(TASK DIRECTIONS)
Please retype the listing below, matching every line exactly.

(RECORD SET)
*** Block opens ***
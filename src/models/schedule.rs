//! Week schedule (run state and result) model.
//!
//! A [`WeekSchedule`] is created fresh for every run, mutated by every
//! placement, and handed back at the end. Each [`DaySchedule`] keeps the
//! tasks placed on it (in placement order, not time order) and the list of
//! still-free windows.

use std::collections::BTreeMap;

use serde::{Deserialize, Serialize};

use super::{Task, TimeWindow, Weekday};
use crate::intervals;

/// A task booked into a day.
#[derive(Debug, Clone, PartialEq, Eq, Serialize, Deserialize)]
pub struct PlacedTask {
    /// Placed task ID.
    pub task_id: String,
    /// Task name (denormalized for display).
    pub name: String,
    /// Occupied span.
    pub window: TimeWindow,
    /// Whether this came from a fixed task.
    pub fixed: bool,
}

impl PlacedTask {
    /// Creates a booking record for `task` at `window`.
    pub fn new(task: &Task, window: TimeWindow) -> Self {
        Self {
            task_id: task.id.clone(),
            name: task.name.clone(),
            window,
            fixed: task.is_fixed(),
        }
    }
}

/// A day and window where something was placed.
#[derive(Debug, Clone, Copy, PartialEq, Eq, Serialize, Deserialize)]
pub struct Slot {
    pub day: Weekday,
    pub window: TimeWindow,
}

/// Per-day placement state.
#[derive(Debug, Clone, PartialEq, Eq, Serialize, Deserialize)]
pub struct DaySchedule {
    /// Placed tasks in placement order.
    pub tasks: Vec<PlacedTask>,
    /// Currently unbooked windows, in fragment emission order.
    pub free: Vec<TimeWindow>,
}

impl DaySchedule {
    /// Creates a day with nothing booked and `available` free.
    pub fn new(available: TimeWindow) -> Self {
        Self {
            tasks: Vec::new(),
            free: vec![available],
        }
    }

    /// Records `entry` and removes its span from the free list.
    ///
    /// No conflict check: overlapping bookings are all recorded.
    pub fn book(&mut self, entry: PlacedTask) {
        self.free = intervals::subtract(&self.free, entry.window);
        self.tasks.push(entry);
    }

    /// Total booked minutes (overlapping bookings counted twice).
    pub fn booked_min(&self) -> u32 {
        self.tasks.iter().map(|t| t.window.duration_min()).sum()
    }

    /// Total free minutes left.
    pub fn free_min(&self) -> u32 {
        self.free.iter().map(|w| w.duration_min()).sum()
    }
}

/// The seven (or configured) days of one scheduling run.
#[derive(Debug, Clone, PartialEq, Eq, Serialize, Deserialize)]
pub struct WeekSchedule {
    day_window: TimeWindow,
    days: BTreeMap<Weekday, DaySchedule>,
}

impl WeekSchedule {
    /// Creates a week over `days`, each fully available within `day_window`.
    pub fn new(days: &[Weekday], day_window: TimeWindow) -> Self {
        Self {
            day_window,
            days: days
                .iter()
                .map(|&day| (day, DaySchedule::new(day_window)))
                .collect(),
        }
    }

    /// All seven days, each free `00:00-23:59`.
    pub fn full_week() -> Self {
        Self::new(&Weekday::ALL, TimeWindow::full_day())
    }

    /// Window each day started out with.
    pub fn day_window(&self) -> TimeWindow {
        self.day_window
    }

    /// Whether `day` is part of this week.
    pub fn contains(&self, day: Weekday) -> bool {
        self.days.contains_key(&day)
    }

    /// Day state, if `day` is part of this week.
    pub fn day(&self, day: Weekday) -> Option<&DaySchedule> {
        self.days.get(&day)
    }

    /// Mutable day state, if `day` is part of this week.
    pub fn day_mut(&mut self, day: Weekday) -> Option<&mut DaySchedule> {
        self.days.get_mut(&day)
    }

    /// Days in calendar order.
    pub fn iter(&self) -> impl Iterator<Item = (Weekday, &DaySchedule)> {
        self.days.iter().map(|(&day, schedule)| (day, schedule))
    }

    /// Books `task` at `slot`. Returns `false` if the day is not in this week.
    pub fn book(&mut self, task: &Task, slot: Slot) -> bool {
        match self.days.get_mut(&slot.day) {
            Some(day) => {
                day.book(PlacedTask::new(task, slot.window));
                true
            }
            None => false,
        }
    }

    /// Every placement of `task_id`, with its day.
    pub fn placements_of(&self, task_id: &str) -> Vec<(Weekday, &PlacedTask)> {
        self.iter()
            .flat_map(|(day, schedule)| {
                schedule
                    .tasks
                    .iter()
                    .filter(move |t| t.task_id == task_id)
                    .map(move |t| (day, t))
            })
            .collect()
    }

    /// Number of placed-task records across all days.
    pub fn placed_count(&self) -> usize {
        self.days.values().map(|d| d.tasks.len()).sum()
    }
}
*** Block closes ***
(EXPECTED ANSWER)
filename src/models/schedule.rs
//! Week schedule (run state and result) model.
//!
//! A [`WeekSchedule`] is created fresh for every run, mutated by every
//! placement, and handed back at the end. Each [`DaySchedule`] keeps the
//! tasks placed on it (in placement order, not time order) and the list of
//! still-free windows.

use std::collections::BTreeMap;

use serde::{Deserialize, Serialize};

use super::{Task, TimeWindow, Weekday};
use crate::intervals;

/// A task booked into a day.
#[derive(Debug, Clone, PartialEq, Eq, Serialize, Deserialize)]
pub struct PlacedTask {
    /// Placed task ID.
    pub task_id: String,
    /// Task name (denormalized for display).
    pub name: String,
    /// Occupied span.
    pub window: TimeWindow,
    /// Whether this came from a fixed task.
    pub fixed: bool,
}

impl PlacedTask {
    /// Creates a booking record for `task` at `window`.
    pub fn new(task: &Task, window: TimeWindow) -> Self {
        Self {
            task_id: task.id.clone(),
            name: task.name.clone(),
            window,
            fixed: task.is_fixed(),
        }
    }
}

/// A day and window where something was placed.
#[derive(Debug, Clone, Copy, PartialEq, Eq, Serialize, Deserialize)]
pub struct Slot {
    pub day: Weekday,
    pub window: TimeWindow,
}

/// Per-day placement state.
#[derive(Debug, Clone, PartialEq, Eq, Serialize, Deserialize)]
pub struct DaySchedule {
    /// Placed tasks in placement order.
    pub tasks: Vec<PlacedTask>,
    /// Currently unbooked windows, in fragment emission order.
    pub free: Vec<TimeWindow>,
}

impl DaySchedule {
    /// Creates a day with nothing booked and `available` free.
    pub fn new(available: TimeWindow) -> Self {
        Self {
            tasks: Vec::new(),
            free: vec![available],
        }
    }

    /// Records `entry` and removes its span from the free list.
    ///
    /// No conflict check: overlapping bookings are all recorded.
    pub fn book(&mut self, entry: PlacedTask) {
        self.free = intervals::subtract(&self.free, entry.window);
        self.tasks.push(entry);
    }

    /// Total booked minutes (overlapping bookings counted twice).
    pub fn booked_min(&self) -> u32 {
        self.tasks.iter().map(|t| t.window.duration_min()).sum()
    }

    /// Total free minutes left.
    pub fn free_min(&self) -> u32 {
        self.free.iter().map(|w| w.duration_min()).sum()
    }
}

/// The seven (or configured) days of one scheduling run.
#[derive(Debug, Clone, PartialEq, Eq, Serialize, Deserialize)]
pub struct WeekSchedule {
    day_window: TimeWindow,
    days: BTreeMap<Weekday, DaySchedule>,
}

impl WeekSchedule {
    /// Creates a week over `days`, each fully available within `day_window`.
    pub fn new(days: &[Weekday], day_window: TimeWindow) -> Self {
        Self {
            day_window,
            days: days
                .iter()
                .map(|&day| (day, DaySchedule::new(day_window)))
                .collect(),
        }
    }

    /// All seven days, each free `00:00-23:59`.
    pub fn full_week() -> Self {
        Self::new(&Weekday::ALL, TimeWindow::full_day())
    }

    /// Window each day started out with.
    pub fn day_window(&self) -> TimeWindow {
        self.day_window
    }

    /// Whether `day` is part of this week.
    pub fn contains(&self, day: Weekday) -> bool {
        self.days.contains_key(&day)
    }

    /// Day state, if `day` is part of this week.
    pub fn day(&self, day: Weekday) -> Option<&DaySchedule> {
        self.days.get(&day)
    }

    /// Mutable day state, if `day` is part of this week.
    pub fn day_mut(&mut self, day: Weekday) -> Option<&mut DaySchedule> {
        self.days.get_mut(&day)
    }

    /// Days in calendar order.
    pub fn iter(&self) -> impl Iterator<Item = (Weekday, &DaySchedule)> {
        self.days.iter().map(|(&day, schedule)| (day, schedule))
    }

    /// Books `task` at `slot`. Returns `false` if the day is not in this week.
    pub fn book(&mut self, task: &Task, slot: Slot) -> bool {
        match self.days.get_mut(&slot.day) {
            Some(day) => {
                day.book(PlacedTask::new(task, slot.window));
                true
            }
            None => false,
        }
    }

    /// Every placement of `task_id`, with its day.
    pub fn placements_of(&self, task_id: &str) -> Vec<(Weekday, &PlacedTask)> {
        self.iter()
            .flat_map(|(day, schedule)| {
                schedule
                    .tasks
                    .iter()
                    .filter(move |t| t.task_id == task_id)
                    .map(move |t| (day, t))
            })
            .collect()
    }

    /// Number of placed-task records across all days.
    pub fn placed_count(&self) -> usize {
        self.days.values().map(|d| d.tasks.len()).sum()
    }
}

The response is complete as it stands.